2. The device of claim 1, wherein each arm is moveably coupled to the distal snare member via a plurality of couplings.
3. The device of claim 1, wherein each arm is moveably coupled to the distal snare member via a coupling configured to slide along the distal snare member.
4. The device of claim 3, wherein each of the couplings is a hypotube.
5. The device of claim 1, wherein the base member is fixedly coupled to the actuation member.
6. The device of claim 5, wherein the base member is crimped to the actuation member.
7. The device of claim 1, wherein the base member is slidably coupled to the actuation member.
8. The device of claim 7, further including a plurality of stops, wherein each of the plurality of stops is configured to limit the axial movement of the base member along the actuation member.
9. The device of claim 8, wherein each of the plurality of stops is coupled with the actuation member and extends radially outward therefrom.
10. The device of claim 8, further including:
a sheath having a lumen, wherein each of the plurality of stops is coupled with a wall of the sheath and extends radially inward toward a central axis of the lumen.

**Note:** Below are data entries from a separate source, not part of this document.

//! Static lookup tables.
//!
//! - [`ascii_to_greek`]: unmarked Beta Code letters and punctuation.
//! - [`beta_mark`]: the combining-mark alphabet.
//! - [`precomposed`]: (marks, letter) to a single precomposed code point.
//! - [`reverse_03xx`] / [`reverse_1fxx`]: Greek code points back to Beta Code.
//!
//! All tables are read-only process-wide data. The precomposed map is built
//! once on first use; everything else is a compile-time constant.

mod precomposed;
mod reverse;

pub use precomposed::{
    precomposed, precomposed_column, precomposed_rules, PrecomposedRule, PRECOMPOSABLE_LETTERS,
};
pub use reverse::{reverse_03xx, reverse_1fxx, ReverseEntry};

/// Beta Code letters and the Greek lowercase letter each one stands for.
///
/// Capitals sit 0x20 below their lowercase letter, except digamma.
const LETTERS: [(u8, u32); 25] = [
    (b'a', 0x03B1), // alpha
    (b'b', 0x03B2), // beta
    (b'g', 0x03B3), // gamma
    (b'd', 0x03B4), // delta
    (b'e', 0x03B5), // epsilon
    (b'z', 0x03B6), // zeta
    (b'h', 0x03B7), // eta
    (b'q', 0x03B8), // theta
    (b'i', 0x03B9), // iota
    (b'k', 0x03BA), // kappa
    (b'l', 0x03BB), // lambda
    (b'm', 0x03BC), // mu
    (b'n', 0x03BD), // nu
    (b'c', 0x03BE), // xi
    (b'o', 0x03BF), // omicron
    (b'p', 0x03C0), // pi
    (b'r', 0x03C1), // rho
    (b's', 0x03C3), // sigma
    (b't', 0x03C4), // tau
    (b'u', 0x03C5), // upsilon
    (b'f', 0x03C6), // phi
    (b'x', 0x03C7), // chi
    (b'y', 0x03C8), // psi
    (b'w', 0x03C9), // omega
    (b'v', 0x03DD), // digamma
];

/// Beta Code punctuation with a dedicated Greek or typographic code point.
const PUNCTUATION: [(u8, u32); 8] = [
    (b':', 0x00B7),  // ano teleia (middle dot)
    (b';', 0x037E),  // Greek question mark
    (b'\'', 0x2019), // apostrophe
    (b'-', 0x2010),  // hyphen
    (b'_', 0x2014),  // em dash
    (b'#', 0x0374),  // numeral sign (keraia)
    (b'<', 0x2039),  // single left-pointing angle quotation mark
    (b'>', 0x203A),  // single right-pointing angle quotation mark
];

#[allow(
    clippy::cast_possible_truncation,
    reason = "loop index is below 128"
)]
const fn build_ascii_to_greek() -> [u32; 128] {
    let mut table = [0u32; 128];
    let mut i = 0;
    while i < 128 {
        table[i] = i as u32;
        i += 1;
    }
    let mut i = 0;
    while i < LETTERS.len() {
        let (beta, small) = LETTERS[i];
        table[beta as usize] = small;
        let capital = if small == 0x03DD { 0x03DC } else { small - 0x20 };
        table[beta.to_ascii_uppercase() as usize] = capital;
        i += 1;
    }
    let mut i = 0;
    while i < PUNCTUATION.len() {
        let (beta, codepoint) = PUNCTUATION[i];
        table[beta as usize] = codepoint;
        i += 1;
    }
    table
}

/// Unmarked Beta Code byte to Greek code point, indexed by ASCII value.
///
/// Bytes with no Greek counterpart map to themselves.
static ASCII_TO_GREEK: [u32; 128] = build_ascii_to_greek();

/// Greek code point for an unmarked Beta Code byte.
///
/// Lowercase letters give small letters, uppercase give capitals. Non-ASCII
/// bytes are returned unchanged.
#[inline]
pub fn ascii_to_greek(byte: u8) -> u32 {
    ASCII_TO_GREEK
        .get(usize::from(byte))
        .copied()
        .unwrap_or(u32::from(byte))
}

/// Combining code point for a Beta Code mark character.
///
/// `)` is smooth breathing and `(` rough breathing.
#[inline]
pub const fn beta_mark(byte: u8) -> Option<u32> {
    match byte {
        b')' => Some(0x0313),
        b'(' => Some(0x0314),
        b'/' => Some(0x0301),
        b'\\' => Some(0x0300),
        b'=' => Some(0x0342),
        b'+' => Some(0x0308),
        b'|' => Some(0x0345),
        _ => None,
    }
}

11. The device of claim 3, wherein each of the couplings couples a respective arm to a medial portion of the distal snare member.
12. A method of operating a snare, comprising:
extending a snare toward a target tissue area, the snare including an elongate actuation member and a distal snare member;
positioning the distal snare member about the target tissue area;
supporting the distal snare member via a snare support including first and second arms and a base member disposed proximate to the elongate actuation member, the first arm extending from the base member to a first lateral portion of the distal snare member, and the second arm extending from the base member to a second lateral portion of the distal snare member opposite the first lateral portion, wherein each arm is moveably coupled to the distal snare member; and
cutting tissue of the target tissue area.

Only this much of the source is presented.